Pendant que je m'abîmais dans ces sombres réflexions, la pluie redoublait, le vent passait en larges rafales, jetant sa plainte lugubre parmi les branches des arbres, parmi les tiges des herbes qu'il faisait frissonner.

A ce bruit se mêla bientôt comme un roulement de tonnerre lugubre; seulement ce tonnerre, au lieu de gronder dans les nues, bondissait sur le sol, qu'il faisait trembler.

C'était le roulement du rouge tombereau, qui revenait de la place de la Révolution, et qui entrait à Clamart.
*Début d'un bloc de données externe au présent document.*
//! Hypergeometric point probabilities in log space
//!
//! P(X = x) for drawing `col1` items without replacement from a population of
//! `row1 + row2` in which `row1` count as successes. Binomial coefficients
//! are summed as `ln C(n,k)` terms and exponentiated once at the end, so no
//! intermediate factorial can overflow.

use crate::log_factorial::ln_factorial;

/// `ln C(n, k)`.
///
/// `k` is signed so callers can probe outside the support (`k < 0` or
/// `k > n`) and get `-inf` back, which collapses to probability 0 after
/// exponentiation.
pub fn ln_choose(n: u64, k: i64) -> f64 {
    if k < 0 || k as u64 > n {
        return f64::NEG_INFINITY;
    }
    let k = k as u64;
    ln_factorial(n as usize) - ln_factorial(k as usize) - ln_factorial((n - k) as usize)
}

/// Hypergeometric point probability P(X = x).
///
/// `row1`, `row2`, `col1` are the margins of a real contingency table, so
/// `col1 <= row1 + row2` always holds. Combinatorially impossible `x` yields
/// exactly 0.
pub fn hypergeom_prob(x: i64, row1: u64, row2: u64, col1: u64) -> f64 {
    let n = row1 + row2;
    let log_p =
        ln_choose(row1, x) + ln_choose(row2, col1 as i64 - x) - ln_choose(n, col1 as i64);
    log_p.exp()
}

/// Support bounds `[max(0, col1 - row2), min(row1, col1)]` of the
/// distribution with the given margins. Both ends inclusive.
pub fn support(row1: u64, row2: u64, col1: u64) -> (u64, u64) {
    (col1.saturating_sub(row2), row1.min(col1))
}
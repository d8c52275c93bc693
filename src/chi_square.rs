//! Chi-square approximation for large samples
//!
//! One degree of freedom, no continuity correction. At 1 df the chi-square
//! CDF reduces to the error function, P(X² <= x) = erf(sqrt(x/2)), so the
//! p-value needs only an erf approximation instead of a general CDF.

use crate::table::ContingencyTable;

/// Uncorrected 1-df chi-square p-value.
///
/// The denominator is the product of the four margins; callers must keep
/// zero-margin tables out of this path (the selector in
/// [`crate::significance`] routes those to the exact test).
pub fn chi_square_p_value(table: ContingencyTable) -> f64 {
    let a = table.a as f64;
    let b = table.b as f64;
    let c = table.c as f64;
    let d = table.d as f64;

    let n = a + b + c + d;
    let diff = a * d - b * c;
    let chi2 = n * diff * diff / ((a + b) * (c + d) * (a + c) * (b + d));

    // the rational erf approximation can overshoot 1 by a few ulps
    (1.0 - erf((chi2 / 2.0).sqrt())).clamp(0.0, 1.0)
}

/// Error function via the Abramowitz and Stegun rational approximation
/// (formula 7.1.26, absolute error below 1.5e-7).
fn erf(x: f64) -> f64 {
    const A1: f64 = 0.254829592;
    const A2: f64 = -0.284496736;
    const A3: f64 = 1.421413741;
    const A4: f64 = -1.453152027;
    const A5: f64 = 1.061405429;
    const P: f64 = 0.3275911;

    let sign = if x < 0.0 { -1.0 } else { 1.0 };
    let x = x.abs();

    let t = 1.0 / (1.0 + P * x);
    let y = 1.0 - ((((A5 * t + A4) * t + A3) * t + A2) * t + A1) * t * (-x * x).exp();
    sign * y
}

#[cfg(test)]
mod tests {
    use super::*;
    use crate::fisher::fisher_exact_p_value;

    #[test]
    fn test_erf_tabulated_values() {
        assert!(erf(0.0).abs() < 1e-6);
        assert!((erf(0.5) - 0.5204999).abs() < 1e-6);
        assert!((erf(1.0) - 0.8427008).abs() < 1e-6);
        assert!((erf(2.0) - 0.9953223).abs() < 1e-6);
        assert!((erf(3.0) - 0.9999779).abs() < 1e-6);
    }

    #[test]
    fn test_erf_is_odd() {
        for x in [0.25, 0.5, 1.0, 1.7, 2.5] {
            assert!((erf(-x) + erf(x)).abs() < 1e-12);
        }
    }

    #[test]
    fn test_balanced_table_p_is_one() {
        // ad == bc makes chi2 exactly 0
        let p = chi_square_p_value(ContingencyTable::new(25, 25, 25, 25));
        assert!((p - 1.0).abs() < 1e-6, "p = {p}");
    }

    #[test]
    fn test_known_value_near_threshold() {
        // chi2 = 200 * (10*80 - 90*20)^2 / (100*100*30*170) = 3.9216,
        // p = 1 - erf(sqrt(1.9608)) = 0.0477
        let p = chi_square_p_value(ContingencyTable::new(10, 90, 20, 80));
        assert!((p - 0.0477).abs() < 1e-3, "p = {p}");
        assert!(p < 0.05);
    }

    #[test]
    fn test_known_nonsignificant_value() {
        // chi2 = 200 * (10*85 - 90*15)^2 / (100*100*25*175) = 1.1429
        let p = chi_square_p_value(ContingencyTable::new(10, 90, 15, 85));
        assert!((p - 0.2853).abs() < 1e-3, "p = {p}");
        assert!(p >= 0.05);
    }

    #[test]
    fn test_agrees_with_exact_test_on_large_tables() {
        // Only one of the two is used in production for any given table, but
        // near the cell-size cutoff they must tell the same story.
        for table in [
            ContingencyTable::new(90, 110, 110, 90),
            ContingencyTable::new(85, 115, 115, 85),
            ContingencyTable::new(30, 70, 55, 45),
            ContingencyTable::new(80, 120, 110, 90),
        ] {
            let chi = chi_square_p_value(table);
            let exact = fisher_exact_p_value(table);
            assert!(
                (chi - exact).abs() < 0.02,
                "chi={chi} exact={exact} for {table}"
            );
        }
    }
}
La porte de la petite chapelle s'ouvrit, et deux hommes ruisselait d'eau entrèrent portant un sac.

L'un était ce même Legros que j'avais visité en prison, l'autre était un fossoyeur.

—Tenez, monsieur Ledru, me dit le valet du bourreau, voilà votre affaire; vous n'avez pas besoin de vous presser ce soir; nous vous laissons tout le bataclan; demain, on les enterrera; il fera jour; ils ne s'enrhumeront pas pour avoir passé une nuit à l'air.

Et, avec un rire hideux, ces deux stipendiés de la mort posèrent leur sac dans l'angle, près de l'ancien autel à ma gauche devant moi.

Puis ils sortirent sans refermer la porte, qui se mit à battre contre son chambranle, laissant passer des bouffées de vent qui faisaient vaciller la flamme de ma chandelle, qui montait pâle, et pour ainsi dire mourante, le long de sa mèche noircie.

Je les entendis dételer le cheval, fermer le cimetière et partir, laissant le tombereau plein de cadavres.

J'avais eu grande envie de m'en aller avec eux; mais je ne sais pourquoi quelque chose me retenait à ma place, tout frissonnant. Certes, je n'avais pas peur; mais le bruit de ce vent, le fouettement de cette pluie, le cri de ces arbres qui se tordaient, les sifflements de cet air qui faisait trembler ma lumière, tout cela secouait sur ma tête un vague effroi qui, de la racine humide de mes cheveux, se répandait par tout mon corps.